Дед сперва говорил, то ли ребячась, то ли спьяна, а эти слова сказал серьезно и тихо, и закисшие глаза его стали проницательны, умны и печальны. Дед предполагал то, о чем с ужасом подумал Иван Васильевич. Дед молча, глубоко сочувствуя, глядел ему в глаза. Иван Васильевич ощутил острую боль в ноге. И страшную усталость. На миг стало дурно — почернело небо, и расплылось желтым пятном лицо старика. Испугался, что может упасть. Только раз в жизни, в партизанах, при воспалении легких случилось, — потемнело в глазах, закружились сосны, и он упал у входа в землянку.
— Побелел совсем, товаришок. Не пужай ты Надежду Петровну. Бабы, они знаешь какие. Нервы у их слабые. Ну, пускай поплыла. Так молодые теперь всюду плавают, всюду ходят. Их хлебом не корми, а дай ескурсию. Она девка смелая. А челн добрый. На ём до Киева можно доплыть.
Утро было хмурое, когда он шел со станции. Не по-весеннему холодное. А теперь облака рассеивались, выглядывало солнце. На водном просторе, сколько видит глаз, по волнам то тут то там прыгали зайчики. Если б не ветер, верно, стало бы по-весеннему тепло. Но ветер дует с реки… Холодный. Какая река? Речка. Ручей, на который он — столько раз приезжал — не обращал внимания. А Вита сказала: «Если б вы видели, как она разливается, наша речка!» Да, да, он помнит, она говорила, как разливается их речка… ее речка. Нет, не ее речка! Где она, речка?
Теперь, в разлив, даже неизвестно, где она, речка. Там, где стоит еще одна верба по ветки в воде? Или там, где полощется в волнах лоза? Или здесь, возле этой песчаной косы, на которой растут вербы, ряд старых искореженных и одиноких верб? К одной из них цепью привязана лодка. Лодки надо запирать! От детей. Как надо патроны прятать от детей. Как она. однако, разлилась, эта никому не ведомая, не отмеченная на географических картах речка! Полесская речка. Вон где тот берег. У другой деревни. Как она называется, та деревня? Волны лижут песок. Волны смывают песок и когда-нибудь подмоют эти вербы. Или, может быть, волны намывают песок и вербы будут расти тут вечно? Она, маленькой, гуляла под этими вербами. Она ходила тут три дня назад. Помогала старику перенести сено. Кто виноват? Кто? Я? И я тоже. Нельзя прятать правду. Никакую. Как бы сурова она ни была. Опасно. Особенно нельзя прятать от детей. Особенно.

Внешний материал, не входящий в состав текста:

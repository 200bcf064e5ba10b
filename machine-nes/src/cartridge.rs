//! NES cartridge and iNES ROM format.

use crate::mapper::{self, MapWrite, Mapper};
use emu_core::{StateReader, StateWriter, Stateful};
use thiserror::Error;

/// Nametable mirroring mode.
#[derive(Clone, Copy, Debug, PartialEq, Eq)]
pub enum Mirroring {
    /// Horizontal mirroring (vertical scrolling games).
    Horizontal,
    /// Vertical mirroring (horizontal scrolling games).
    Vertical,
    /// Single-screen, lower page.
    OneScreenLow,
    /// Single-screen, upper page.
    OneScreenHigh,
}

impl Mirroring {
    #[must_use]
    pub fn ordinal(self) -> u8 {
        match self {
            Self::Horizontal => 0,
            Self::Vertical => 1,
            Self::OneScreenLow => 2,
            Self::OneScreenHigh => 3,
        }
    }

    #[must_use]
    pub fn from_ordinal(value: u8) -> Option<Self> {
        match value {
            0 => Some(Self::Horizontal),
            1 => Some(Self::Vertical),
            2 => Some(Self::OneScreenLow),
            3 => Some(Self::OneScreenHigh),
            _ => None,
        }
    }
}

/// ROM image loading errors.
#[derive(Debug, Error)]
pub enum RomError {
    /// Missing iNES magic or truncated image data.
    #[error("malformed iNES image")]
    Malformed,
    /// The image names a mapper this emulator does not implement.
    #[error("unsupported mapper {0}")]
    UnsupportedMapper(u8),
}

/// Result of presenting a CPU write to the cartridge.
pub struct WriteOutcome {
    /// The cartridge consumed the write.
    pub handled: bool,
    /// The mapper changed nametable mirroring; the bus forwards this to
    /// the PPU.
    pub mirror_changed: Option<Mirroring>,
}

/// PRG RAM window size ($6000-$7FFF).
const PRG_RAM_SIZE: usize = 8 * 1024;
/// CHR RAM size used when the header declares zero CHR banks.
const CHR_RAM_SIZE: usize = 8 * 1024;

/// A loaded cartridge: PRG/CHR memory plus the board's mapper.
pub struct Cartridge {
    mapper_id: u8,
    prg_banks: u8,
    chr_banks: u8,
    prg_rom: Vec<u8>,
    prg_ram: Vec<u8>,
    chr: Vec<u8>,
    chr_is_ram: bool,
    mapper: Box<dyn Mapper>,
    mirror: Mirroring,
    fingerprint: u32,
}

impl Cartridge {
    /// Parse an iNES image.
    pub fn from_ines(data: &[u8]) -> Result<Self, RomError> {
        if data.len() < 16 || &data[0..4] != b"NES\x1A" {
            return Err(RomError::Malformed);
        }

        let prg_banks = data[4];
        let chr_banks = data[5];
        let flags6 = data[6];
        let flags7 = data[7];

        let mapper_id = (flags7 & 0xF0) | (flags6 >> 4);
        let mirror = if flags6 & 0x01 != 0 {
            Mirroring::Vertical
        } else {
            Mirroring::Horizontal
        };
        let has_trainer = flags6 & 0x04 != 0;

        let prg_size = usize::from(prg_banks) * 16 * 1024;
        let chr_size = usize::from(chr_banks) * 8 * 1024;
        let prg_start = if has_trainer { 16 + 512 } else { 16 };
        let chr_start = prg_start + prg_size;

        if data.len() < chr_start + chr_size {
            return Err(RomError::Malformed);
        }

        let prg_rom = data[prg_start..prg_start + prg_size].to_vec();
        let (chr, chr_is_ram) = if chr_banks > 0 {
            (data[chr_start..chr_start + chr_size].to_vec(), false)
        } else {
            (vec![0u8; CHR_RAM_SIZE], true)
        };

        let mapper = mapper::create(mapper_id, prg_banks, chr_banks)
            .map_err(RomError::UnsupportedMapper)?;

        let mut hasher = crc32fast::Hasher::new();
        hasher.update(&prg_rom);
        if !chr_is_ram {
            hasher.update(&chr);
        }
        let fingerprint = hasher.finalize();

        Ok(Self {
            mapper_id,
            prg_banks,
            chr_banks,
            prg_rom,
            prg_ram: vec![0; PRG_RAM_SIZE],
            chr,
            chr_is_ram,
            mapper,
            mirror,
            fingerprint,
        })
    }

    #[must_use]
    pub fn mapper_id(&self) -> u8 {
        self.mapper_id
    }

    #[must_use]
    pub fn prg_banks(&self) -> u8 {
        self.prg_banks
    }

    #[must_use]
    pub fn chr_banks(&self) -> u8 {
        self.chr_banks
    }

    /// CRC32 over PRG ROM (and CHR ROM when present); identifies the game
    /// for save-state validation.
    #[must_use]
    pub fn fingerprint(&self) -> u32 {
        self.fingerprint
    }

    #[must_use]
    pub fn mirror(&self) -> Mirroring {
        self.mirror
    }

    pub fn reset(&mut self) {
        self.mapper.reset();
    }

    /// CPU read. `None` when the cartridge does not respond and the bus
    /// should fall through to its own devices.
    #[must_use]
    pub fn cpu_read(&self, addr: u16) -> Option<u8> {
        if let Some(offset) = self.mapper.cpu_map_read(addr) {
            let index = offset % self.prg_rom.len().max(1);
            return Some(self.prg_rom.get(index).copied().unwrap_or(0));
        }
        if (0x6000..=0x7FFF).contains(&addr) {
            return Some(self.prg_ram[usize::from(addr & 0x1FFF)]);
        }
        None
    }

    /// CPU write: mapper control, PRG poke, or PRG RAM.
    pub fn cpu_write(&mut self, addr: u16, value: u8) -> WriteOutcome {
        match self.mapper.cpu_map_write(addr, value) {
            MapWrite::Prg(offset) => {
                let index = offset % self.prg_rom.len().max(1);
                if let Some(slot) = self.prg_rom.get_mut(index) {
                    *slot = value;
                }
                WriteOutcome {
                    handled: true,
                    mirror_changed: None,
                }
            }
            MapWrite::Control(mirror) => {
                if let Some(mode) = mirror {
                    self.mirror = mode;
                }
                WriteOutcome {
                    handled: true,
                    mirror_changed: mirror,
                }
            }
            MapWrite::None => {
                if (0x6000..=0x7FFF).contains(&addr) {
                    self.prg_ram[usize::from(addr & 0x1FFF)] = value;
                    WriteOutcome {
                        handled: true,
                        mirror_changed: None,
                    }
                } else {
                    WriteOutcome {
                        handled: false,
                        mirror_changed: None,
                    }
                }
            }
        }
    }

    /// PPU pattern-table read ($0000-$1FFF).
    #[must_use]
    pub fn ppu_read(&self, addr: u16) -> Option<u8> {
        let offset = self.mapper.ppu_map_read(addr)?;
        self.chr.get(offset).copied()
    }

    /// PPU pattern-table write (CHR RAM boards).
    pub fn ppu_write(&mut self, addr: u16, value: u8) -> bool {
        if let Some(offset) = self.mapper.ppu_map_write(addr) {
            if let Some(slot) = self.chr.get_mut(offset) {
                *slot = value;
                return true;
            }
        }
        false
    }

    /// Per-visible-scanline hook for the MMC3 IRQ counter.
    pub fn scanline_tick(&mut self) {
        self.mapper.scanline_tick();
    }

    #[must_use]
    pub fn irq_asserted(&self) -> bool {
        self.mapper.irq_asserted()
    }

    pub fn clear_irq(&mut self) {
        self.mapper.clear_irq();
    }

    /// Load PRG RAM contents (legacy save-state path).
    pub fn load_prg_ram(&mut self, data: &[u8]) {
        let len = data.len().min(self.prg_ram.len());
        self.prg_ram[..len].copy_from_slice(&data[..len]);
    }

    #[must_use]
    pub fn prg_ram_len(&self) -> usize {
        self.prg_ram.len()
    }
}

impl Stateful for Cartridge {
    fn save_state(&self, out: &mut StateWriter) {
        let mut mapper_state = StateWriter::new();
        self.mapper.save_state(&mut mapper_state);
        let mapper_bytes = mapper_state.into_bytes();

        let chr_saved: &[u8] = if self.chr_is_ram { &self.chr } else { &[] };

        out.put_u32(self.prg_ram.len() as u32);
        out.put_u32(chr_saved.len() as u32);
        out.put_u32(mapper_bytes.len() as u32);
        out.put_u8(self.mirror.ordinal());
        out.put_bytes(&self.prg_ram);
        out.put_bytes(chr_saved);
        out.put_bytes(&mapper_bytes);
    }

    fn load_state(&mut self, r: &mut StateReader) -> bool {
        let prg_ram_len = r.u32() as usize;
        let chr_len = r.u32() as usize;
        let mapper_len = r.u32() as usize;
        let mirror_ordinal = r.u8();

        if prg_ram_len != self.prg_ram.len() {
            return false;
        }
        if chr_len != if self.chr_is_ram { self.chr.len() } else { 0 } {
            return false;
        }

        r.bytes(&mut self.prg_ram);
        if self.chr_is_ram {
            r.bytes(&mut self.chr);
        }

        let mapper_bytes = r.slice(mapper_len);
        if !r.is_ok() {
            return false;
        }
        let mut mapper_reader = StateReader::new(mapper_bytes);
        if !self.mapper.load_state(&mut mapper_reader) {
            return false;
        }

        match Mirroring::from_ordinal(mirror_ordinal) {
            Some(mirror) => self.mirror = mirror,
            None => return false,
        }
        true
    }
}

#[cfg(test)]
mod tests {
    use super::*;

    pub(crate) fn make_test_rom(mapper: u8, prg_banks: u8, chr_banks: u8, flags6: u8) -> Vec<u8> {
        let prg_size = usize::from(prg_banks) * 16 * 1024;
        let chr_size = usize::from(chr_banks) * 8 * 1024;
        let mut rom = vec![0u8; 16 + prg_size + chr_size];
        rom[0..4].copy_from_slice(b"NES\x1A");
        rom[4] = prg_banks;
        rom[5] = chr_banks;
        rom[6] = (mapper << 4) | (flags6 & 0x0F);
        rom[7] = mapper & 0xF0;
        for i in 0..prg_size {
            rom[16 + i] = (i & 0xFF) as u8;
        }
        for i in 0..chr_size {
            rom[16 + prg_size + i] = (i & 0xFF) as u8;
        }
        rom
    }

    #[test]
    fn parse_nrom() {
        let cart = Cartridge::from_ines(&make_test_rom(0, 1, 1, 0)).unwrap();
        assert_eq!(cart.mapper_id(), 0);
        assert_eq!(cart.mirror(), Mirroring::Horizontal);
        assert_eq!(cart.cpu_read(0x8004), Some(0x04));
        // 16 KB PRG mirrors into $C000.
        assert_eq!(cart.cpu_read(0xC004), Some(0x04));
        assert_eq!(cart.ppu_read(0x0010), Some(0x10));
    }

    #[test]
    fn vertical_mirror_flag() {
        let cart = Cartridge::from_ines(&make_test_rom(0, 1, 1, 0x01)).unwrap();
        assert_eq!(cart.mirror(), Mirroring::Vertical);
    }

    #[test]
    fn rejects_bad_magic() {
        let mut rom = make_test_rom(0, 1, 1, 0);
        rom[0] = b'X';
        assert!(matches!(
            Cartridge::from_ines(&rom),
            Err(RomError::Malformed)
        ));
    }

    #[test]
    fn rejects_truncated_image() {
        let rom = make_test_rom(0, 2, 1, 0);
        assert!(matches!(
            Cartridge::from_ines(&rom[..rom.len() - 1]),
            Err(RomError::Malformed)
        ));
    }

    #[test]
    fn rejects_unknown_mapper() {
        let rom = make_test_rom(7, 1, 1, 0);
        assert!(matches!(
            Cartridge::from_ines(&rom),
            Err(RomError::UnsupportedMapper(7))
        ));
    }

    #[test]
    fn trainer_is_skipped() {
        let prg_size = 16 * 1024;
        let mut rom = vec![0u8; 16 + 512 + prg_size + 8 * 1024];
        rom[0..4].copy_from_slice(b"NES\x1A");
        rom[4] = 1;
        rom[5] = 1;
        rom[6] = 0x04; // Trainer present
        rom[16 + 512] = 0xAB; // First PRG byte, after the trainer
        let cart = Cartridge::from_ines(&rom).unwrap();
        assert_eq!(cart.cpu_read(0x8000), Some(0xAB));
    }

    #[test]
    fn chr_ram_allocated_and_writable() {
        let mut cart = Cartridge::from_ines(&make_test_rom(0, 1, 0, 0)).unwrap();
        assert_eq!(cart.ppu_read(0x0123), Some(0));
        assert!(cart.ppu_write(0x0123, 0x77));
        assert_eq!(cart.ppu_read(0x0123), Some(0x77));
    }

    #[test]
    fn chr_rom_not_writable() {
        let mut cart = Cartridge::from_ines(&make_test_rom(0, 1, 1, 0)).unwrap();
        assert!(!cart.ppu_write(0x0123, 0x77));
    }

    #[test]
    fn prg_ram_window() {
        let mut cart = Cartridge::from_ines(&make_test_rom(0, 1, 1, 0)).unwrap();
        let outcome = cart.cpu_write(0x6000, 0x5A);
        assert!(outcome.handled);
        assert_eq!(cart.cpu_read(0x6000), Some(0x5A));
        // $7FFF aliases into the same 8 KB.
        assert_eq!(cart.cpu_read(0x7FFF), Some(0));
    }

    #[test]
    fn fingerprint_distinguishes_roms() {
        let a = Cartridge::from_ines(&make_test_rom(0, 1, 1, 0)).unwrap();
        let mut rom_b = make_test_rom(0, 1, 1, 0);
        rom_b[16] ^= 0xFF;
        let b = Cartridge::from_ines(&rom_b).unwrap();
        assert_ne!(a.fingerprint(), b.fingerprint());
        // Deterministic.
        let a2 = Cartridge::from_ines(&make_test_rom(0, 1, 1, 0)).unwrap();
        assert_eq!(a.fingerprint(), a2.fingerprint());
    }

    #[test]
    fn state_round_trip_preserves_ram_and_mirror() {
        let mut cart = Cartridge::from_ines(&make_test_rom(1, 2, 0, 0)).unwrap();
        cart.cpu_write(0x6010, 0x42);
        cart.ppu_write(0x0040, 0x24);

        let mut w = StateWriter::new();
        cart.save_state(&mut w);
        let bytes = w.into_bytes();

        let mut other = Cartridge::from_ines(&make_test_rom(1, 2, 0, 0)).unwrap();
        let mut r = StateReader::new(&bytes);
        assert!(other.load_state(&mut r));
        assert_eq!(other.cpu_read(0x6010), Some(0x42));
        assert_eq!(other.ppu_read(0x0040), Some(0x24));
    }
}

Вернись, Вита! И я все тебе расскажу. Ты умная, ты поймешь. Зачем ты так наказываешь мать? Она не заслужила такой кары. Нет, не заслужила. Если б ты сама стала матерью, ты знала бы цену жизни. Она, знала, твоя мать. И я знаю. А ты не успела узнать. Вернись, Вита! Какой холодный ветер! И какие холодные волны. Размывают они косу или намывают? Небывало широкий разлив. Небывало? А может, он был таким и в ту снежную зиму? Снежные зимы! Большая вода! Иной раз они приносят беду. Но чаще дают радость — добрый урожай. Вита не верила этому. Как она писала? На песках — высыхает за неделю, на торфяниках — держится до июня. Выходит, снежные зимы не дают здесь урожая? Гудят тракторы. Где-то на базе. Выходят на посевную. «Кто теперь на конях пашет? Тракторами всё, товаришок». Да, тракторами. Вон они гудят! «Она девка смелая. А челн добрый». Ты мудр, дед. На твоем челне можно до Киева доплыть. Но зачем Вите плыть до Киева? А почему не плыть? Назло всем. И для разрядки. Я, кажется, становлюсь скептиком и паникером. А мне теперь нужны спокойствие и сила… Спокойствие и сила. На двоих — на себя и Надю. Зачем стою здесь, на этом ветру? Надо же что-то делать. Дать телеграммы во все пункты по речке… И дальше — по Припяти…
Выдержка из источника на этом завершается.